Exactly as they stand, set down all of the records again.

Record set
====================

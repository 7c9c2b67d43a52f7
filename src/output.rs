//! Hosts file destination handling.

use anyhow::{bail, Context, Result};
use std::io::ErrorKind;
use std::path::{Path, PathBuf};
use tracing::info;

use crate::fs_abstraction::FileSystem;

/// The operating system's hosts file
pub fn default_hosts_path() -> PathBuf {
    if cfg!(windows) {
        let root = std::env::var_os("SystemRoot").unwrap_or_else(|| "C:\\Windows".into());
        PathBuf::from(root)
            .join("System32")
            .join("drivers")
            .join("etc")
            .join("hosts")
    } else {
        PathBuf::from("/etc/hosts")
    }
}

/// Make sure the parent directory of `out` exists, creating it if allowed.
pub fn prepare_parent(out: &Path, mkdir: bool, fs: &dyn FileSystem) -> Result<()> {
    let parent = match out.parent().filter(|p| !p.as_os_str().is_empty()) {
        Some(parent) => parent,
        None => return Ok(()),
    };

    if fs.exists(parent) {
        return Ok(());
    }

    if !mkdir {
        bail!(
            "Parent folders of {} don't exist. Create them yourself or pass --mkdir",
            out.display()
        );
    }

    info!("Creating {}", parent.display());
    fs.create_dir_all(parent)
        .with_context(|| format!("Failed to create {}", parent.display()))
}

/// Write hosts file bytes to `out`.
pub fn write_hosts(out: &Path, bytes: &[u8], fs: &dyn FileSystem) -> Result<()> {
    match fs.write_atomic(out, bytes) {
        Ok(()) => Ok(()),
        Err(e) if e.kind() == ErrorKind::PermissionDenied => bail!(
            "Could not write to file {} - you may need to run this program with admin privileges",
            out.display()
        ),
        Err(e) => Err(e).with_context(|| format!("Could not write to file {}", out.display())),
    }
}
//! shadowhosts - hosts file generator
//!
//! Merges remote blocklists with local overrides into a hosts file.

use anyhow::Result;
use clap::Parser;
use tracing::Level;
use tracing_subscriber::FmtSubscriber;

use shadowhosts::cli::Cli;
use shadowhosts::commands::generate::GenerateOptions;

#[tokio::main]
async fn main() -> Result<()> {
    let cli = Cli::parse();

    // Setup logging based on verbosity
    let log_level = if cli.verbose {
        Level::DEBUG
    } else if cli.quiet {
        Level::ERROR
    } else {
        Level::INFO
    };

    let subscriber = FmtSubscriber::builder()
        .with_max_level(log_level)
        .with_writer(std::io::stderr)
        .with_target(false)
        .with_thread_ids(false)
        .without_time()
        .finish();
    tracing::subscriber::set_global_default(subscriber)?;

    if cli.genconfig {
        return shadowhosts::commands::genconfig::run(cli.out.as_deref());
    }

    let opts = GenerateOptions {
        config: cli.config,
        out: cli.out,
        mkdir: cli.mkdir,
        dry_run: cli.dry_run,
    };
    shadowhosts::commands::generate::run(&opts).await
}
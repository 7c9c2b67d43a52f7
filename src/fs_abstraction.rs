//! Filesystem abstraction layer for testability
//!
//! Config discovery and output writing go through the [`FileSystem`] trait
//! so they can be tested against a mock. Uses mockall for automatic mock
//! generation in test builds.

use std::io::{self, Write};
use std::path::Path;

#[cfg(test)]
use mockall::automock;

/// Trait abstracting the filesystem operations shadowhosts performs.
///
/// # Example (testing)
/// ```ignore
/// use shadowhosts::fs_abstraction::MockFileSystem;
/// use std::path::Path;
///
/// let mut mock_fs = MockFileSystem::new();
/// mock_fs.expect_exists().returning(|_| true);
/// ```
#[cfg_attr(test, automock)]
pub trait FileSystem: Send + Sync {
    /// Read file contents as a string.
    fn read_to_string(&self, path: &Path) -> io::Result<String>;

    /// Check if a path exists.
    fn exists(&self, path: &Path) -> bool;

    /// Create a directory and all parent directories.
    fn create_dir_all(&self, path: &Path) -> io::Result<()>;

    /// Replace a file's contents so readers never see a partial write.
    fn write_atomic(&self, path: &Path, contents: &[u8]) -> io::Result<()>;
}

/// Real filesystem implementation using std::fs.
#[derive(Default, Clone, Copy)]
pub struct RealFileSystem;

impl FileSystem for RealFileSystem {
    fn read_to_string(&self, path: &Path) -> io::Result<String> {
        std::fs::read_to_string(path)
    }

    fn exists(&self, path: &Path) -> bool {
        path.exists()
    }

    fn create_dir_all(&self, path: &Path) -> io::Result<()> {
        std::fs::create_dir_all(path)
    }

    fn write_atomic(&self, path: &Path, contents: &[u8]) -> io::Result<()> {
        use tempfile::NamedTempFile;

        let parent_dir = match path.parent() {
            Some(p) if !p.as_os_str().is_empty() => p,
            _ => Path::new("."),
        };
        let mut temp_file = NamedTempFile::new_in(parent_dir)?;
        temp_file.write_all(contents)?;
        temp_file.as_file().sync_all()?;

        // Temp files are created 0600; the hosts file must stay world-readable
        #[cfg(unix)]
        {
            use std::os::unix::fs::PermissionsExt;
            temp_file
                .as_file()
                .set_permissions(std::fs::Permissions::from_mode(0o644))?;
        }

        match temp_file.persist(path) {
            Ok(_) => Ok(()),
            // Bind-mounted files (e.g. /etc/hosts in containers) can't be renamed over
            Err(e) => {
                tracing::debug!("Rename into {:?} failed ({}), writing in place", path, e.error);
                std::fs::write(path, contents)
            }
        }
    }
}

static REAL_FS: RealFileSystem = RealFileSystem;

/// Get a reference to the global real filesystem instance.
pub fn real_fs() -> &'static RealFileSystem {
    &REAL_FS
}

====================

Output of the exercise
repository 7c9c2b67d43a52f7
filename src/output.rs
//! Hosts file destination handling.

use anyhow::{bail, Context, Result};
use std::io::ErrorKind;
use std::path::{Path, PathBuf};
use tracing::info;

use crate::fs_abstraction::FileSystem;

/// The operating system's hosts file
pub fn default_hosts_path() -> PathBuf {
    if cfg!(windows) {
        let root = std::env::var_os("SystemRoot").unwrap_or_else(|| "C:\\Windows".into());
        PathBuf::from(root)
            .join("System32")
            .join("drivers")
            .join("etc")
            .join("hosts")
    } else {
        PathBuf::from("/etc/hosts")
    }
}

/// Make sure the parent directory of `out` exists, creating it if allowed.
pub fn prepare_parent(out: &Path, mkdir: bool, fs: &dyn FileSystem) -> Result<()> {
    let parent = match out.parent().filter(|p| !p.as_os_str().is_empty()) {
        Some(parent) => parent,
        None => return Ok(()),
    };

    if fs.exists(parent) {
        return Ok(());
    }

    if !mkdir {
        bail!(
            "Parent folders of {} don't exist. Create them yourself or pass --mkdir",
            out.display()
        );
    }

    info!("Creating {}", parent.display());
    fs.create_dir_all(parent)
        .with_context(|| format!("Failed to create {}", parent.display()))
}

/// Write hosts file bytes to `out`.
pub fn write_hosts(out: &Path, bytes: &[u8], fs: &dyn FileSystem) -> Result<()> {
    match fs.write_atomic(out, bytes) {
        Ok(()) => Ok(()),
        Err(e) if e.kind() == ErrorKind::PermissionDenied => bail!(
            "Could not write to file {} - you may need to run this program with admin privileges",
            out.display()
        ),
        Err(e) => Err(e).with_context(|| format!("Could not write to file {}", out.display())),
    }
}
//! shadowhosts - hosts file generator
//!
//! Merges remote blocklists with local overrides into a hosts file.

use anyhow::Result;
use clap::Parser;
use tracing::Level;
use tracing_subscriber::FmtSubscriber;

use shadowhosts::cli::Cli;
use shadowhosts::commands::generate::GenerateOptions;

#[tokio::main]
async fn main() -> Result<()> {
    let cli = Cli::parse();

    // Setup logging based on verbosity
    let log_level = if cli.verbose {
        Level::DEBUG
    } else if cli.quiet {
        Level::ERROR
    } else {
        Level::INFO
    };

    let subscriber = FmtSubscriber::builder()
        .with_max_level(log_level)
        .with_writer(std::io::stderr)
        .with_target(false)
        .with_thread_ids(false)
        .without_time()
        .finish();
    tracing::subscriber::set_global_default(subscriber)?;

    if cli.genconfig {
        return shadowhosts::commands::genconfig::run(cli.out.as_deref());
    }

    let opts = GenerateOptions {
        config: cli.config,
        out: cli.out,
        mkdir: cli.mkdir,
        dry_run: cli.dry_run,
    };
    shadowhosts::commands::generate::run(&opts).await
}
repository 7c9c2b67d43a52f7
filename src/fs_abstraction.rs
//! Filesystem abstraction layer for testability
//!
//! Config discovery and output writing go through the [`FileSystem`] trait
//! so they can be tested against a mock. Uses mockall for automatic mock
//! generation in test builds.

use std::io::{self, Write};
use std::path::Path;

#[cfg(test)]
use mockall::automock;

/// Trait abstracting the filesystem operations shadowhosts performs.
///
/// # Example (testing)
/// ```ignore
/// use shadowhosts::fs_abstraction::MockFileSystem;
/// use std::path::Path;
///
/// let mut mock_fs = MockFileSystem::new();
/// mock_fs.expect_exists().returning(|_| true);
/// ```
#[cfg_attr(test, automock)]
pub trait FileSystem: Send + Sync {
    /// Read file contents as a string.
    fn read_to_string(&self, path: &Path) -> io::Result<String>;

    /// Check if a path exists.
    fn exists(&self, path: &Path) -> bool;

    /// Create a directory and all parent directories.
    fn create_dir_all(&self, path: &Path) -> io::Result<()>;

    /// Replace a file's contents so readers never see a partial write.
    fn write_atomic(&self, path: &Path, contents: &[u8]) -> io::Result<()>;
}

/// Real filesystem implementation using std::fs.
#[derive(Default, Clone, Copy)]
pub struct RealFileSystem;

impl FileSystem for RealFileSystem {
    fn read_to_string(&self, path: &Path) -> io::Result<String> {
        std::fs::read_to_string(path)
    }

    fn exists(&self, path: &Path) -> bool {
        path.exists()
    }

    fn create_dir_all(&self, path: &Path) -> io::Result<()> {
        std::fs::create_dir_all(path)
    }

    fn write_atomic(&self, path: &Path, contents: &[u8]) -> io::Result<()> {
        use tempfile::NamedTempFile;

        let parent_dir = match path.parent() {
            Some(p) if !p.as_os_str().is_empty() => p,
            _ => Path::new("."),
        };
        let mut temp_file = NamedTempFile::new_in(parent_dir)?;
        temp_file.write_all(contents)?;
        temp_file.as_file().sync_all()?;

        // Temp files are created 0600; the hosts file must stay world-readable
        #[cfg(unix)]
        {
            use std::os::unix::fs::PermissionsExt;
            temp_file
                .as_file()
                .set_permissions(std::fs::Permissions::from_mode(0o644))?;
        }

        match temp_file.persist(path) {
            Ok(_) => Ok(()),
            // Bind-mounted files (e.g. /etc/hosts in containers) can't be renamed over
            Err(e) => {
                tracing::debug!("Rename into {:?} failed ({}), writing in place", path, e.error);
                std::fs::write(path, contents)
            }
        }
    }
}

static REAL_FS: RealFileSystem = RealFileSystem;

/// Get a reference to the global real filesystem instance.
pub fn real_fs() -> &'static RealFileSystem {
    &REAL_FS
}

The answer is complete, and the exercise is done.